Confluence 0day CVE-2022-26134

What is the "Confluence 0day CVE-2022-26134" module?

The "Confluence 0day CVE-2022-26134" module is designed to detect the CVE-2022-26134 vulnerability in Confluence Server and Data Center. This vulnerability allows unauthenticated attackers to execute arbitrary code on a Confluence Server or Data Center instance. The module targets affected versions ranging from 1.3.0 to 7.4.17. The severity of this vulnerability is classified as low.

Impact

If successfully exploited, the CVE-2022-26134 vulnerability in Confluence Server and Data Center can lead to unauthorized execution of arbitrary code.
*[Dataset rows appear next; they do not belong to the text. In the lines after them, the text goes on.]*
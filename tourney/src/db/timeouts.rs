//! Database query timeout helpers.

use std::time::Duration;
use tokio::time::timeout;

/// Default timeout for database queries (5 seconds)
pub const DEFAULT_QUERY_TIMEOUT: Duration = Duration::from_secs(5);

/// Error type for timeout operations
#[derive(Debug, thiserror::Error)]
pub enum TimeoutError {
    /// Operation timed out
    #[error("Database operation timed out after {0:?}")]
    Timeout(Duration),

    /// Database error
    #[error("Database error: {0}")]
    Database(#[from] sqlx::Error),
}

/// Result type for timeout operations
pub type TimeoutResult<T> = Result<T, TimeoutError>;

/// Run a database future, failing with [`TimeoutError::Timeout`] once
/// `duration` elapses.
///
/// # Example
///
/// ```no_run
/// use tourney::db::timeouts::{with_timeout, DEFAULT_QUERY_TIMEOUT};
/// # use sqlx::PgPool;
/// # async fn example(pool: &PgPool) -> Result<(), Box<dyn std::error::Error>> {
///
/// let result = with_timeout(
///     DEFAULT_QUERY_TIMEOUT,
///     sqlx::query("SELECT name FROM tournaments WHERE lookup_key = $1")
///         .bind("leaderboard:spring")
///         .fetch_optional(pool)
/// ).await?;
///
/// # Ok(())
/// # }
/// ```
pub async fn with_timeout<F, T>(duration: Duration, future: F) -> TimeoutResult<T>
where
    F: std::future::Future<Output = Result<T, sqlx::Error>>,
{
    match timeout(duration, future).await {
        Ok(Ok(result)) => Ok(result),
        Ok(Err(e)) => Err(TimeoutError::Database(e)),
        Err(_) => Err(TimeoutError::Timeout(duration)),
    }
}

/// Execute a query with default timeout (5 seconds)
pub async fn with_default_timeout<F, T>(future: F) -> TimeoutResult<T>
where
    F: std::future::Future<Output = Result<T, sqlx::Error>>,
{
    with_timeout(DEFAULT_QUERY_TIMEOUT, future).await
}
//! Request ID middleware for log correlation.
//!
//! Each request is tagged with an `x-request-id` (taken from the client or
//! generated), timed, and counted in the HTTP metrics.

use axum::{
    extract::{MatchedPath, Request},
    http::{HeaderValue, StatusCode},
    middleware::Next,
    response::Response,
};
use std::time::Instant;
use uuid::Uuid;

use crate::{logging, metrics};

/// Header name for request ID
pub const REQUEST_ID_HEADER: &str = "x-request-id";

/// Generate or extract request ID from headers
fn get_or_generate_request_id(headers: &axum::http::HeaderMap) -> String {
    headers
        .get(REQUEST_ID_HEADER)
        .and_then(|v| v.to_str().ok())
        .map(|s| s.to_string())
        .unwrap_or_else(|| Uuid::new_v4().to_string())
}

/// Middleware to add request ID to all requests and responses
///
/// # Example
///
/// ```no_run
/// use axum::{Router, routing::get, middleware};
/// use tourney_server::api::request_id::request_id_middleware;
///
/// # async fn example() {
/// let app: Router = Router::new()
///     .route("/", get(|| async { "Hello" }))
///     .layer(middleware::from_fn(request_id_middleware));
/// # }
/// ```
pub async fn request_id_middleware(mut request: Request, next: Next) -> Response {
    let request_id = get_or_generate_request_id(request.headers());
    let method = request.method().clone();
    let path = request
        .extensions()
        .get::<MatchedPath>()
        .map(|p| p.as_str().to_string())
        .unwrap_or_else(|| request.uri().path().to_string());

    request.extensions_mut().insert(RequestId(request_id.clone()));

    tracing::debug!(
        request_id = %request_id,
        method = %method,
        uri = %request.uri(),
        "Request started"
    );

    let started = Instant::now();
    let response = next.run(request).await;
    let elapsed = started.elapsed();

    let (mut parts, body) = response.into_parts();
    if let Ok(header_value) = HeaderValue::from_str(&request_id) {
        parts.headers.insert(REQUEST_ID_HEADER, header_value);
    }

    let status = parts.status.as_u16();
    metrics::http_requests_total(method.as_str(), &path, status);
    metrics::http_request_duration_ms(method.as_str(), &path, elapsed.as_secs_f64() * 1000.0);
    logging::log_api_request(
        method.as_str(),
        &path,
        status,
        u64::try_from(elapsed.as_millis()).unwrap_or(u64::MAX),
    );

    Response::from_parts(parts, body)
}

/// Request ID wrapper for extracting from request extensions
#[derive(Clone, Debug)]
pub struct RequestId(pub String);

impl RequestId {
    /// Get the request ID as a string slice
    pub fn as_str(&self) -> &str {
        &self.0
    }
}

/// Axum extractor for request ID
impl<S> axum::extract::FromRequestParts<S> for RequestId
where
    S: Send + Sync,
{
    type Rejection = (StatusCode, &'static str);

    async fn from_request_parts(
        parts: &mut axum::http::request::Parts,
        _state: &S,
    ) -> Result<Self, Self::Rejection> {
        parts.extensions.get::<RequestId>().cloned().ok_or((
            StatusCode::INTERNAL_SERVER_ERROR,
            "Request ID not found in extensions",
        ))
    }
}
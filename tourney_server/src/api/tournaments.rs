//! Tournament API handlers.
//!
//! # Examples
//!
//! Create a tournament:
//! ```bash
//! curl -X POST http://localhost:8080/api/v1/tournaments \
//!   -H "Content-Type: application/json" \
//!   -d '{"name": "spring", "prize": 2000}'
//! ```
//!
//! Join it:
//! ```bash
//! curl -X POST http://localhost:8080/api/v1/tournaments/1/join \
//!   -H "Content-Type: application/json" \
//!   -d '{"user_id": 7}'
//! ```

use axum::{Json, extract::State, http::StatusCode};
use serde::Deserialize;
use tourney::models::{
    CreateTournamentRequest, JoinRequest, Tournament, TournamentId, UpdateTournamentRequest,
    UserId,
};
use tourney::tournament::{JoinOutcome, Settlement};

use super::AppState;
use super::errors::ApiResult;
use super::extract::{ApiJson, ApiPath};
use super::request_id::RequestId;

/// Body of a join request; the tournament comes from the path.
#[derive(Debug, Deserialize)]
pub struct JoinBody {
    pub user_id: UserId,
}

/// Body of a finalize request.
#[derive(Debug, Deserialize)]
pub struct FinalizeBody {
    /// Tournament lookup key, e.g. `leaderboard:spring`
    pub key: String,
}

pub async fn list_tournaments(State(state): State<AppState>) -> ApiResult<Json<Vec<Tournament>>> {
    Ok(Json(state.services.tournaments.list_all().await?))
}

pub async fn list_ongoing(State(state): State<AppState>) -> ApiResult<Json<Vec<Tournament>>> {
    Ok(Json(state.services.tournaments.list_ongoing().await?))
}

/// Create a Planned tournament.
///
/// # Errors
///
/// - `400 Bad Request`: malformed body, empty name, prize outside `1..=2^51`
/// - `409 Conflict`: a tournament with the same name exists
pub async fn create_tournament(
    State(state): State<AppState>,
    ApiJson(request): ApiJson<CreateTournamentRequest>,
) -> ApiResult<(StatusCode, Json<Tournament>)> {
    let tournament = state.services.tournaments.create(request).await?;
    Ok((StatusCode::CREATED, Json(tournament)))
}

pub async fn get_tournament(
    State(state): State<AppState>,
    ApiPath(tournament_id): ApiPath<TournamentId>,
) -> ApiResult<Json<Tournament>> {
    Ok(Json(state.services.tournaments.get(tournament_id).await?))
}

/// Update name, prize or status (forward only).
pub async fn update_tournament(
    State(state): State<AppState>,
    ApiPath(tournament_id): ApiPath<TournamentId>,
    ApiJson(request): ApiJson<UpdateTournamentRequest>,
) -> ApiResult<Json<Tournament>> {
    Ok(Json(
        state
            .services
            .tournaments
            .update(tournament_id, request)
            .await?,
    ))
}

pub async fn delete_tournament(
    State(state): State<AppState>,
    ApiPath(tournament_id): ApiPath<TournamentId>,
) -> ApiResult<StatusCode> {
    state.services.tournaments.delete(tournament_id).await?;
    Ok(StatusCode::NO_CONTENT)
}

/// Join a tournament, paying the entry fee.
///
/// The join that fills the last seat returns the settlement as well.
///
/// # Errors
///
/// - `404 Not Found`: tournament or user missing
/// - `409 Conflict`: tournament finished, or user already joined
/// - `402 Payment Required`: money below the entry fee
/// - `503 Service Unavailable`: joined, but the leaderboard cache was not updated
pub async fn join_tournament(
    State(state): State<AppState>,
    ApiPath(tournament_id): ApiPath<TournamentId>,
    ApiJson(body): ApiJson<JoinBody>,
) -> ApiResult<Json<JoinOutcome>> {
    let outcome = state
        .services
        .tournaments
        .join(JoinRequest {
            tournament_id,
            user_id: body.user_id,
        })
        .await?;
    Ok(Json(outcome))
}

/// Mark a full tournament Finished without paying prizes.
pub async fn end_tournament(
    State(state): State<AppState>,
    ApiPath(tournament_id): ApiPath<TournamentId>,
) -> ApiResult<Json<Tournament>> {
    Ok(Json(state.services.tournaments.end(tournament_id).await?))
}

/// Settle a tournament by key (administrative).
pub async fn finalize_tournament(
    State(state): State<AppState>,
    request_id: RequestId,
    ApiJson(body): ApiJson<FinalizeBody>,
) -> ApiResult<Json<Settlement>> {
    let settlement = state.services.tournaments.finalize(&body.key).await?;
    tracing::info!(
        request_id = %request_id.as_str(),
        key = %body.key,
        awards = settlement.awards.len(),
        "Administrative finalize completed"
    );
    Ok(Json(settlement))
}
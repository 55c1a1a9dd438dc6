//! Leaderboard API handlers.

use axum::{Json, extract::State};
use serde::Deserialize;
use tourney::cache::RankedMember;
use tourney::leaderboard::RankWindow;
use tourney::models::{LeaderboardEntry, TournamentId, UserId};

use super::AppState;
use super::errors::ApiResult;
use super::extract::{ApiPath, ApiQuery};

/// Rank window query, both bounds inclusive and 0-indexed.
#[derive(Debug, Default, Deserialize)]
pub struct WindowQuery {
    pub start: Option<i64>,
    pub stop: Option<i64>,
}

/// Global ranking window. Defaults to the top ten.
///
/// ```bash
/// curl "http://localhost:8080/api/v1/leaderboard?start=0&stop=4"
/// ```
pub async fn active(
    State(state): State<AppState>,
    ApiQuery(query): ApiQuery<WindowQuery>,
) -> ApiResult<Json<Vec<RankedMember>>> {
    let window = RankWindow::new(query.start, query.stop)?;
    Ok(Json(state.services.leaderboard.active(window).await?))
}

/// Live ranking window of an open tournament.
///
/// ```bash
/// curl "http://localhost:8080/api/v1/leaderboard/tournaments/1?start=0&stop=4"
/// ```
pub async fn tournament_ranking(
    State(state): State<AppState>,
    ApiPath(tournament_id): ApiPath<TournamentId>,
    ApiQuery(query): ApiQuery<WindowQuery>,
) -> ApiResult<Json<Vec<RankedMember>>> {
    let window = RankWindow::new(query.start, query.stop)?;
    Ok(Json(
        state
            .services
            .leaderboard
            .tournament_ranking(tournament_id, window)
            .await?,
    ))
}

pub async fn active_by_tournament(
    State(state): State<AppState>,
    ApiPath(tournament_id): ApiPath<TournamentId>,
) -> ApiResult<Json<Vec<LeaderboardEntry>>> {
    Ok(Json(
        state
            .services
            .leaderboard
            .active_by_tournament(tournament_id)
            .await?,
    ))
}

pub async fn finished_by_tournament(
    State(state): State<AppState>,
    ApiPath(tournament_id): ApiPath<TournamentId>,
) -> ApiResult<Json<Vec<LeaderboardEntry>>> {
    Ok(Json(
        state
            .services
            .leaderboard
            .finished_by_tournament(tournament_id)
            .await?,
    ))
}

pub async fn active_by_user(
    State(state): State<AppState>,
    ApiPath(user_id): ApiPath<UserId>,
) -> ApiResult<Json<Vec<LeaderboardEntry>>> {
    Ok(Json(
        state.services.leaderboard.active_by_user(user_id).await?,
    ))
}
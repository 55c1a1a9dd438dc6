//! Cache mirror: pushes ranked-cache mutations after a durable commit.
//!
//! The store and the cache are not atomically coupled. Services collect the
//! [`CacheOp`]s an operation implies, commit the transaction, then hand the
//! list to a [`CacheMirror`]. A failure here leaves the cache behind the store
//! (drift); it is logged and reported, never rolled back.

use async_trait::async_trait;
use std::sync::Arc;

use crate::cache::{CacheError, CacheResult, Namespace, RankedCache};
use crate::models::UserId;
use crate::store::{StoreResult, StoreTx};

/// A single cache mutation.
#[derive(Debug, Clone, PartialEq, Eq)]
pub enum CacheOp {
    /// Set or update a member.
    Upsert {
        namespace: Namespace,
        user_id: UserId,
        score: i64,
    },
    /// Update a member only if it is already in the namespace.
    RefreshIfPresent {
        namespace: Namespace,
        user_id: UserId,
        score: i64,
    },
    RemoveMember {
        namespace: Namespace,
        user_id: UserId,
    },
    RemoveNamespace(Namespace),
    /// Drop every prefixed key.
    Clear,
}

/// Upserts of a user's new score into every open tournament they play in.
///
/// Read inside the transaction that changed the score, so the participant
/// set matches what is committed.
pub(crate) async fn tournament_score_ops(
    tx: &mut dyn StoreTx,
    user_id: UserId,
    score: i64,
) -> StoreResult<Vec<CacheOp>> {
    Ok(tx
        .open_tournaments_of(user_id)
        .await?
        .into_iter()
        .map(|tournament_id| CacheOp::Upsert {
            namespace: Namespace::Tournament(tournament_id),
            user_id,
            score,
        })
        .collect())
}

/// Applies cache operations after commit.
#[async_trait]
pub trait CacheMirror: Send + Sync {
    /// Apply `ops` in order. Returns the first failure, if any.
    async fn apply(&self, ops: Vec<CacheOp>) -> CacheResult<()>;
}

/// Mirror that attempts every operation even after one fails.
#[derive(Clone)]
pub struct BestEffortMirror {
    cache: Arc<dyn RankedCache>,
}

impl BestEffortMirror {
    pub fn new(cache: Arc<dyn RankedCache>) -> Self {
        Self { cache }
    }

    async fn apply_one(&self, op: &CacheOp) -> CacheResult<()> {
        match *op {
            CacheOp::Upsert {
                namespace,
                user_id,
                score,
            } => self.cache.upsert(namespace, user_id, score).await,
            CacheOp::RefreshIfPresent {
                namespace,
                user_id,
                score,
            } => {
                if self.cache.score(namespace, user_id).await?.is_some() {
                    self.cache.upsert(namespace, user_id, score).await?;
                }
                Ok(())
            }
            CacheOp::RemoveMember { namespace, user_id } => {
                self.cache.remove_member(namespace, user_id).await
            }
            CacheOp::RemoveNamespace(namespace) => self.cache.remove(namespace).await,
            CacheOp::Clear => self.cache.clear().await,
        }
    }
}

#[async_trait]
impl CacheMirror for BestEffortMirror {
    async fn apply(&self, ops: Vec<CacheOp>) -> CacheResult<()> {
        let mut first_error: Option<CacheError> = None;
        for op in &ops {
            if let Err(err) = self.apply_one(op).await {
                log::warn!("Leaderboard cache drift: {op:?} not applied: {err}");
                first_error.get_or_insert(err);
            }
        }
        match first_error {
            Some(err) => Err(err),
            None => Ok(()),
        }
    }
}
This can result in unauthorized access to sensitive information, system compromise, and potential further exploitation of the affected system.

How does the module work?

The "Confluence 0day CVE-2022-26134" module works by sending HTTP requests to the target Confluence Server or Data Center instance. It then matches the responses against specific conditions to determine if the vulnerability is present. The module uses a specific request path and method to trigger the vulnerability and checks for a specific header response to confirm its presence.

Example HTTP request:

GET /%24%7B%28%23a%3D%40org.apache.commons.io.IOUtils%40toString%28%40java.lang.Runtime%40getRuntime%28%29.exec%28%22cat%20%2Fetc%2Fpasswd%22%29.getInputStream%28%29%2C%22utf-8%22%29%29.%28%40com.opensymphony.webwork.ServletActionContext%40getResponse%28%29.setHeader%28%22X-Cmd-Response%22%2C%23a%29%29%7D

The module matches the response header against the condition "root:[x*]:0:0" to determine if the vulnerability is present.

Note: The module is a JSON definition used in the Vidoc platform for scanning purposes. It is not intended for marketing purposes and provides technical information to detect vulnerabilities, misconfigurations, or software fingerprints.